Start of Data to examine
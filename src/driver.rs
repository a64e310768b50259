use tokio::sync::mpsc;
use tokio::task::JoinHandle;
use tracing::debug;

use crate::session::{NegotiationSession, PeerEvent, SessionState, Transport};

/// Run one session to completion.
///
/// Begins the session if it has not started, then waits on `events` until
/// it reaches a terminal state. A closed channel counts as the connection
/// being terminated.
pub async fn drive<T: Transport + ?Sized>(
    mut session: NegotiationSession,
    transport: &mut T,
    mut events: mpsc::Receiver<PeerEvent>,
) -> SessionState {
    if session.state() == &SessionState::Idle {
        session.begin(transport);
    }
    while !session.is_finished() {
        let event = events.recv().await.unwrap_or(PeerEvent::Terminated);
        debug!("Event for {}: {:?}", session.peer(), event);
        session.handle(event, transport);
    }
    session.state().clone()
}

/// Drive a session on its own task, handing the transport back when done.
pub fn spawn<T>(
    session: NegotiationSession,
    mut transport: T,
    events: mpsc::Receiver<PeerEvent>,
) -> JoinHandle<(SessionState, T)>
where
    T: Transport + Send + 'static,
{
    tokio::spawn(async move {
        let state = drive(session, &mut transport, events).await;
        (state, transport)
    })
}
End of Data to examine
Start of Data to examine
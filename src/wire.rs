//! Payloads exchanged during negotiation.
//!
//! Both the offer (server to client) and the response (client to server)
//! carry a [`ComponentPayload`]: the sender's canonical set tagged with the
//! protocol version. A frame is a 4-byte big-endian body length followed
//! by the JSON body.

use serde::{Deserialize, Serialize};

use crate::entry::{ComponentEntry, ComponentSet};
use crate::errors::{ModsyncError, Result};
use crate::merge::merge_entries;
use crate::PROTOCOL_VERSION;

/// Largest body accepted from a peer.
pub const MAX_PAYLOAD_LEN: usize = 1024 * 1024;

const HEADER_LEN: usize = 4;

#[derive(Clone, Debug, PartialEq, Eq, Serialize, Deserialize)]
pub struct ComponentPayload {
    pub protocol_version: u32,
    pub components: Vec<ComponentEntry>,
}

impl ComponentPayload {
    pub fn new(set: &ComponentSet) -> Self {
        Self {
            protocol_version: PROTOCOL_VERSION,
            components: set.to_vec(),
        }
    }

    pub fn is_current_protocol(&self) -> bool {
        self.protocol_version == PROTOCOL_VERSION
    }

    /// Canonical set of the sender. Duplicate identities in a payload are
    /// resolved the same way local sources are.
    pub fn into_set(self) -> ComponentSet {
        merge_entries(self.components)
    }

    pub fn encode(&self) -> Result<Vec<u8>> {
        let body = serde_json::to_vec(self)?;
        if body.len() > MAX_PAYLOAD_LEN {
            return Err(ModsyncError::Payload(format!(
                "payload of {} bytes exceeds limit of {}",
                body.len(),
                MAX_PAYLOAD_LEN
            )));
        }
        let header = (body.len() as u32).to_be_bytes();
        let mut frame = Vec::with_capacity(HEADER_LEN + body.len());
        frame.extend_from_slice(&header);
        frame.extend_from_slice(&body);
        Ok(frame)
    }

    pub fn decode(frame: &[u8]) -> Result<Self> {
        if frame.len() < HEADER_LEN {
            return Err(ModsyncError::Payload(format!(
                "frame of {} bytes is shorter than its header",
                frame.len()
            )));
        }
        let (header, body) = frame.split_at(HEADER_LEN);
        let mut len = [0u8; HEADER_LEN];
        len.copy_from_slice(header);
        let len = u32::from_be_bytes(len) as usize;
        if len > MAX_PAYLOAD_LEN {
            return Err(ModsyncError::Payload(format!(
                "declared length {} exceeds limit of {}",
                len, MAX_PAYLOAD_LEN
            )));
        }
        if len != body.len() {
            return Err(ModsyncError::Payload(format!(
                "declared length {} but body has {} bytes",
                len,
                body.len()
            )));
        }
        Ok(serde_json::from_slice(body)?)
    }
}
End of Data to examine
Start of Data to examine
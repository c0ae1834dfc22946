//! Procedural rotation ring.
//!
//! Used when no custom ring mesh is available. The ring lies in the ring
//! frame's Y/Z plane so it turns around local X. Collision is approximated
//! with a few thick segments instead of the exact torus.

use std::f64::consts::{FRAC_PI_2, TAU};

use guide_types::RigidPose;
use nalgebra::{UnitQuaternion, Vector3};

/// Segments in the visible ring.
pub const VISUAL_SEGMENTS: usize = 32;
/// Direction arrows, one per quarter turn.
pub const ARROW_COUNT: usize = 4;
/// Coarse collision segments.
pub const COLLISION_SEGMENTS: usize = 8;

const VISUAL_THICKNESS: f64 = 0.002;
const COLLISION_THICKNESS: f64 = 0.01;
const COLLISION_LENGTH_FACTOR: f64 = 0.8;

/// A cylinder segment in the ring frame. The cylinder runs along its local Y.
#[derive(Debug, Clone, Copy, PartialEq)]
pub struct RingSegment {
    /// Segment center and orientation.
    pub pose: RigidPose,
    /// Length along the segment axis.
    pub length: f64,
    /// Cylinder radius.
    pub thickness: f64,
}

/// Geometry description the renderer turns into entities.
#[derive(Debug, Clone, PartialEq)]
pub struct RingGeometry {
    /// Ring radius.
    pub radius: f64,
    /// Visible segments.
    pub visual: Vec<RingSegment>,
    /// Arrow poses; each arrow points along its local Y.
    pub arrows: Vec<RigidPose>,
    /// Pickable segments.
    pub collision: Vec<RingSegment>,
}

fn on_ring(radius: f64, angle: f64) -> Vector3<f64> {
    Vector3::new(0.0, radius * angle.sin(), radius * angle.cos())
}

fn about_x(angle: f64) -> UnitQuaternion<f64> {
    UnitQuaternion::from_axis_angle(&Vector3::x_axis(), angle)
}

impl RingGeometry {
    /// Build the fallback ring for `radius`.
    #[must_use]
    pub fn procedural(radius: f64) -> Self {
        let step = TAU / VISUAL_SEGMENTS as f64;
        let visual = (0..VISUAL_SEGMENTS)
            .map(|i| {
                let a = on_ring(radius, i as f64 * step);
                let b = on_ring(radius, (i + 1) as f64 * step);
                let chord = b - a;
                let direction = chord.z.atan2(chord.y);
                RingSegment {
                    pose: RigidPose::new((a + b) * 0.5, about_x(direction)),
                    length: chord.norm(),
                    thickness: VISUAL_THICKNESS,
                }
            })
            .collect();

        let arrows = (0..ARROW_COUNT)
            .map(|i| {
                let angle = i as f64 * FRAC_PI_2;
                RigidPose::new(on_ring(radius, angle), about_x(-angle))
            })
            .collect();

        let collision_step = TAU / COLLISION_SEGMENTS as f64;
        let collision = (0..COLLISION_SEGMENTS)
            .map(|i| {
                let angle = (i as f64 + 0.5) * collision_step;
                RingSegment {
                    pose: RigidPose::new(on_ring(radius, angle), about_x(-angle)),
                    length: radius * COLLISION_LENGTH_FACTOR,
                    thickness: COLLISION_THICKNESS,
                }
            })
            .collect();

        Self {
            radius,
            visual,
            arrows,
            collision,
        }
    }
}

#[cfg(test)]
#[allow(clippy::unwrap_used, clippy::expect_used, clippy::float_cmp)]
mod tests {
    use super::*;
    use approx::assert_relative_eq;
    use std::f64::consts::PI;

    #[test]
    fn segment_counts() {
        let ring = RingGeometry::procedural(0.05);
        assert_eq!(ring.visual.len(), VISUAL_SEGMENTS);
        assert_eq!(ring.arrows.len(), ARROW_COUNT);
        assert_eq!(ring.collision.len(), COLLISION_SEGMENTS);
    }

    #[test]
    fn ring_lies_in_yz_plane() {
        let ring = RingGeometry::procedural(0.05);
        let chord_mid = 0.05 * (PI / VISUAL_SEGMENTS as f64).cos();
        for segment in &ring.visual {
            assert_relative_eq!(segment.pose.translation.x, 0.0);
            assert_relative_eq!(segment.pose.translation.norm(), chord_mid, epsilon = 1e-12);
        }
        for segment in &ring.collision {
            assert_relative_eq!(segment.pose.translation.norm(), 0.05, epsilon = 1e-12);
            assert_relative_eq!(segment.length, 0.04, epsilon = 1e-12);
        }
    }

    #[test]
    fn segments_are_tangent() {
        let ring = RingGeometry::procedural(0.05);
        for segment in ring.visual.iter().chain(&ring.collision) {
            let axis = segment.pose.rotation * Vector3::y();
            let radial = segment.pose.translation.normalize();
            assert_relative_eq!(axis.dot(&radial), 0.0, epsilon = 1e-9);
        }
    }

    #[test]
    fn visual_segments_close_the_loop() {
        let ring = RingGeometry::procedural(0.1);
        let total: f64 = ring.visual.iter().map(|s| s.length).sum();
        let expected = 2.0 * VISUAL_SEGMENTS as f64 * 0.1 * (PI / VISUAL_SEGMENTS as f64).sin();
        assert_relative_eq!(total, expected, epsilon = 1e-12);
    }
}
End of Data to examine
* [Task instructions]: Your answer must be a single number: the count of lines in the records that hold the word "JoinHandle".

* [Exercise solution]: 2